## What the task asks:
Return each entry exactly, with none missing.
* * * * * * *
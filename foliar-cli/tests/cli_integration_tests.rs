//! Integration tests for the foliar CLI
//!
//! Each test spawns the built binary against a fixture PDF assembled with
//! lopdf in a temporary directory.

use lopdf::content::{Content, Operation};
use lopdf::{Dictionary, Document, Object, Stream};
use std::fs;
use std::path::{Path, PathBuf};
use std::process::Command;
use tempfile::{tempdir, TempDir};

/// Test helper to get the CLI binary path
fn get_cli_path() -> PathBuf {
    let mut path = std::env::current_exe().unwrap();
    path.pop(); // Remove test binary name
    if path.ends_with("deps") {
        path.pop(); // Remove "deps" directory
    }
    path.push("foliar");
    #[cfg(windows)]
    path.set_extension("exe");
    path
}

fn setup_temp_dir() -> TempDir {
    tempdir().expect("Failed to create temp directory")
}

fn run_cli_command(args: &[&str]) -> std::process::Output {
    Command::new(get_cli_path())
        .args(args)
        .output()
        .expect("Failed to run CLI")
}

/// Write a minimal PDF with `page_count` US Letter pages.
fn write_fixture(path: &Path, page_count: usize) {
    let mut doc = Document::with_version("1.5");
    let pages_id = doc.new_object_id();

    let kids: Vec<Object> = (0..page_count)
        .map(|index| {
            let content = Content {
                operations: vec![
                    Operation::new("BT", vec![]),
                    Operation::new("Td", vec![72.into(), 720.into()]),
                    Operation::new(
                        "Tj",
                        vec![Object::string_literal(format!("page {}", index + 1))],
                    ),
                    Operation::new("ET", vec![]),
                ],
            };
            let content_id = doc.add_object(Stream::new(
                Dictionary::new(),
                content.encode().unwrap(),
            ));
            let page_id = doc.add_object(Dictionary::from_iter([
                ("Type", Object::Name(b"Page".to_vec())),
                ("Parent", Object::Reference(pages_id)),
                (
                    "MediaBox",
                    Object::Array(vec![0.into(), 0.into(), 612.into(), 792.into()]),
                ),
                ("Contents", Object::Reference(content_id)),
            ]));
            Object::Reference(page_id)
        })
        .collect();

    doc.objects.insert(
        pages_id,
        Object::Dictionary(Dictionary::from_iter([
            ("Type", Object::Name(b"Pages".to_vec())),
            ("Count", Object::Integer(page_count as i64)),
            ("Kids", Object::Array(kids)),
        ])),
    );
    let catalog_id = doc.add_object(Dictionary::from_iter([
        ("Type", Object::Name(b"Catalog".to_vec())),
        ("Pages", Object::Reference(pages_id)),
    ]));
    doc.trailer.set("Root", Object::Reference(catalog_id));

    let mut bytes = Vec::new();
    doc.save_to(&mut bytes).unwrap();
    fs::write(path, bytes).unwrap();
}

fn assert_pdf_exists_and_valid(path: &Path) {
    assert!(path.exists(), "PDF file should exist: {}", path.display());
    let content = fs::read(path).expect("Failed to read PDF file");
    assert!(
        content.starts_with(b"%PDF-"),
        "File should start with PDF header"
    );
}

#[test]
fn test_cli_stamp_command() {
    let temp_dir = setup_temp_dir();
    let input = temp_dir.path().join("input.pdf");
    let output = temp_dir.path().join("stamped.pdf");
    let logs = temp_dir.path().join("logs");
    write_fixture(&input, 4);

    let result = run_cli_command(&[
        "stamp",
        input.to_str().unwrap(),
        "--output",
        output.to_str().unwrap(),
        "--log-dir",
        logs.to_str().unwrap(),
    ]);

    assert!(
        result.status.success(),
        "stderr: {}",
        String::from_utf8_lossy(&result.stderr)
    );
    assert_pdf_exists_and_valid(&output);

    let stdout = String::from_utf8_lossy(&result.stdout);
    assert!(stdout.contains("Stamped 4 pages"));
    assert!(stdout.contains("0001"));
    assert!(stdout.contains("0004"));

    let doc = Document::load(&output).unwrap();
    assert_eq!(doc.get_pages().len(), 4);
}

#[test]
fn test_cli_stamp_with_range_and_style() {
    let temp_dir = setup_temp_dir();
    let input = temp_dir.path().join("input.pdf");
    let output = temp_dir.path().join("stamped.pdf");
    let logs = temp_dir.path().join("logs");
    write_fixture(&input, 6);

    let result = run_cli_command(&[
        "stamp",
        input.to_str().unwrap(),
        "--output",
        output.to_str().unwrap(),
        "--start-page",
        "2",
        "--end-page",
        "4",
        "--start-number",
        "10",
        "--corner",
        "top-left",
        "--orientation",
        "vertical",
        "--log-dir",
        logs.to_str().unwrap(),
    ]);

    assert!(
        result.status.success(),
        "stderr: {}",
        String::from_utf8_lossy(&result.stderr)
    );
    assert_pdf_exists_and_valid(&output);

    let stdout = String::from_utf8_lossy(&result.stdout);
    assert!(stdout.contains("Stamped 3 pages"));
    assert!(stdout.contains("0010"));
    assert!(stdout.contains("0012"));
}

#[test]
fn test_cli_stamp_invalid_range_fails() {
    let temp_dir = setup_temp_dir();
    let input = temp_dir.path().join("input.pdf");
    let output = temp_dir.path().join("stamped.pdf");
    let logs = temp_dir.path().join("logs");
    write_fixture(&input, 10);

    let result = run_cli_command(&[
        "stamp",
        input.to_str().unwrap(),
        "--output",
        output.to_str().unwrap(),
        "--start-page",
        "5",
        "--end-page",
        "3",
        "--log-dir",
        logs.to_str().unwrap(),
    ]);

    assert!(!result.status.success());
    assert!(!output.exists());

    let stderr = String::from_utf8_lossy(&result.stderr);
    assert!(stderr.contains("selects no pages"));
}

#[test]
fn test_cli_stamp_missing_input_fails() {
    let temp_dir = setup_temp_dir();
    let output = temp_dir.path().join("stamped.pdf");

    let logs = temp_dir.path().join("logs");
    let result = run_cli_command(&[
        "stamp",
        temp_dir.path().join("nope.pdf").to_str().unwrap(),
        "--output",
        output.to_str().unwrap(),
        "--log-dir",
        logs.to_str().unwrap(),
    ]);

    assert!(!result.status.success());
    assert!(!output.exists());
}

#[test]
fn test_cli_info_command() {
    let temp_dir = setup_temp_dir();
    let input = temp_dir.path().join("input.pdf");
    write_fixture(&input, 3);

    let result = run_cli_command(&["info", input.to_str().unwrap()]);

    assert!(result.status.success());
    let stdout = String::from_utf8_lossy(&result.stdout);
    assert!(stdout.contains("Pages:     3"));
    assert!(stdout.contains("Encrypted: no"));
}

#[test]
fn test_cli_rejects_unknown_corner() {
    let temp_dir = setup_temp_dir();
    let input = temp_dir.path().join("input.pdf");
    let output = temp_dir.path().join("stamped.pdf");
    write_fixture(&input, 1);

    let result = run_cli_command(&[
        "stamp",
        input.to_str().unwrap(),
        "--output",
        output.to_str().unwrap(),
        "--corner",
        "middle",
    ]);

    assert!(!result.status.success());
}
* * * * * * *
## Answer space:
filename foliar-cli/tests/cli_integration_tests.rs
//! Integration tests for the foliar CLI
//!
//! Each test spawns the built binary against a fixture PDF assembled with
//! lopdf in a temporary directory.

use lopdf::content::{Content, Operation};
use lopdf::{Dictionary, Document, Object, Stream};
use std::fs;
use std::path::{Path, PathBuf};
use std::process::Command;
use tempfile::{tempdir, TempDir};

/// Test helper to get the CLI binary path
fn get_cli_path() -> PathBuf {
    let mut path = std::env::current_exe().unwrap();
    path.pop(); // Remove test binary name
    if path.ends_with("deps") {
        path.pop(); // Remove "deps" directory
    }
    path.push("foliar");
    #[cfg(windows)]
    path.set_extension("exe");
    path
}

fn setup_temp_dir() -> TempDir {
    tempdir().expect("Failed to create temp directory")
}

fn run_cli_command(args: &[&str]) -> std::process::Output {
    Command::new(get_cli_path())
        .args(args)
        .output()
        .expect("Failed to run CLI")
}

/// Write a minimal PDF with `page_count` US Letter pages.
fn write_fixture(path: &Path, page_count: usize) {
    let mut doc = Document::with_version("1.5");
    let pages_id = doc.new_object_id();

    let kids: Vec<Object> = (0..page_count)
        .map(|index| {
            let content = Content {
                operations: vec![
                    Operation::new("BT", vec![]),
                    Operation::new("Td", vec![72.into(), 720.into()]),
                    Operation::new(
                        "Tj",
                        vec![Object::string_literal(format!("page {}", index + 1))],
                    ),
                    Operation::new("ET", vec![]),
                ],
            };
            let content_id = doc.add_object(Stream::new(
                Dictionary::new(),
                content.encode().unwrap(),
            ));
            let page_id = doc.add_object(Dictionary::from_iter([
                ("Type", Object::Name(b"Page".to_vec())),
                ("Parent", Object::Reference(pages_id)),
                (
                    "MediaBox",
                    Object::Array(vec![0.into(), 0.into(), 612.into(), 792.into()]),
                ),
                ("Contents", Object::Reference(content_id)),
            ]));
            Object::Reference(page_id)
        })
        .collect();

    doc.objects.insert(
        pages_id,
        Object::Dictionary(Dictionary::from_iter([
            ("Type", Object::Name(b"Pages".to_vec())),
            ("Count", Object::Integer(page_count as i64)),
            ("Kids", Object::Array(kids)),
        ])),
    );
    let catalog_id = doc.add_object(Dictionary::from_iter([
        ("Type", Object::Name(b"Catalog".to_vec())),
        ("Pages", Object::Reference(pages_id)),
    ]));
    doc.trailer.set("Root", Object::Reference(catalog_id));

    let mut bytes = Vec::new();
    doc.save_to(&mut bytes).unwrap();
    fs::write(path, bytes).unwrap();
}

fn assert_pdf_exists_and_valid(path: &Path) {
    assert!(path.exists(), "PDF file should exist: {}", path.display());
    let content = fs::read(path).expect("Failed to read PDF file");
    assert!(
        content.starts_with(b"%PDF-"),
        "File should start with PDF header"
    );
}

#[test]
fn test_cli_stamp_command() {
    let temp_dir = setup_temp_dir();
    let input = temp_dir.path().join("input.pdf");
    let output = temp_dir.path().join("stamped.pdf");
    let logs = temp_dir.path().join("logs");
    write_fixture(&input, 4);

    let result = run_cli_command(&[
        "stamp",
        input.to_str().unwrap(),
        "--output",
        output.to_str().unwrap(),
        "--log-dir",
        logs.to_str().unwrap(),
    ]);

    assert!(
        result.status.success(),
        "stderr: {}",
        String::from_utf8_lossy(&result.stderr)
    );
    assert_pdf_exists_and_valid(&output);

    let stdout = String::from_utf8_lossy(&result.stdout);
    assert!(stdout.contains("Stamped 4 pages"));
    assert!(stdout.contains("0001"));
    assert!(stdout.contains("0004"));

    let doc = Document::load(&output).unwrap();
    assert_eq!(doc.get_pages().len(), 4);
}

#[test]
fn test_cli_stamp_with_range_and_style() {
    let temp_dir = setup_temp_dir();
    let input = temp_dir.path().join("input.pdf");
    let output = temp_dir.path().join("stamped.pdf");
    let logs = temp_dir.path().join("logs");
    write_fixture(&input, 6);

    let result = run_cli_command(&[
        "stamp",
        input.to_str().unwrap(),
        "--output",
        output.to_str().unwrap(),
        "--start-page",
        "2",
        "--end-page",
        "4",
        "--start-number",
        "10",
        "--corner",
        "top-left",
        "--orientation",
        "vertical",
        "--log-dir",
        logs.to_str().unwrap(),
    ]);

    assert!(
        result.status.success(),
        "stderr: {}",
        String::from_utf8_lossy(&result.stderr)
    );
    assert_pdf_exists_and_valid(&output);

    let stdout = String::from_utf8_lossy(&result.stdout);
    assert!(stdout.contains("Stamped 3 pages"));
    assert!(stdout.contains("0010"));
    assert!(stdout.contains("0012"));
}

#[test]
fn test_cli_stamp_invalid_range_fails() {
    let temp_dir = setup_temp_dir();
    let input = temp_dir.path().join("input.pdf");
    let output = temp_dir.path().join("stamped.pdf");
    let logs = temp_dir.path().join("logs");
    write_fixture(&input, 10);

    let result = run_cli_command(&[
        "stamp",
        input.to_str().unwrap(),
        "--output",
        output.to_str().unwrap(),
        "--start-page",
        "5",
        "--end-page",
        "3",
        "--log-dir",
        logs.to_str().unwrap(),
    ]);

    assert!(!result.status.success());
    assert!(!output.exists());

    let stderr = String::from_utf8_lossy(&result.stderr);
    assert!(stderr.contains("selects no pages"));
}

#[test]
fn test_cli_stamp_missing_input_fails() {
    let temp_dir = setup_temp_dir();
    let output = temp_dir.path().join("stamped.pdf");

    let logs = temp_dir.path().join("logs");
    let result = run_cli_command(&[
        "stamp",
        temp_dir.path().join("nope.pdf").to_str().unwrap(),
        "--output",
        output.to_str().unwrap(),
        "--log-dir",
        logs.to_str().unwrap(),
    ]);

    assert!(!result.status.success());
    assert!(!output.exists());
}

#[test]
fn test_cli_info_command() {
    let temp_dir = setup_temp_dir();
    let input = temp_dir.path().join("input.pdf");
    write_fixture(&input, 3);

    let result = run_cli_command(&["info", input.to_str().unwrap()]);

    assert!(result.status.success());
    let stdout = String::from_utf8_lossy(&result.stdout);
    assert!(stdout.contains("Pages:     3"));
    assert!(stdout.contains("Encrypted: no"));
}

#[test]
fn test_cli_rejects_unknown_corner() {
    let temp_dir = setup_temp_dir();
    let input = temp_dir.path().join("input.pdf");
    let output = temp_dir.path().join("stamped.pdf");
    write_fixture(&input, 1);

    let result = run_cli_command(&[
        "stamp",
        input.to_str().unwrap(),
        "--output",
        output.to_str().unwrap(),
        "--corner",
        "middle",
    ]);

    assert!(!result.status.success());
}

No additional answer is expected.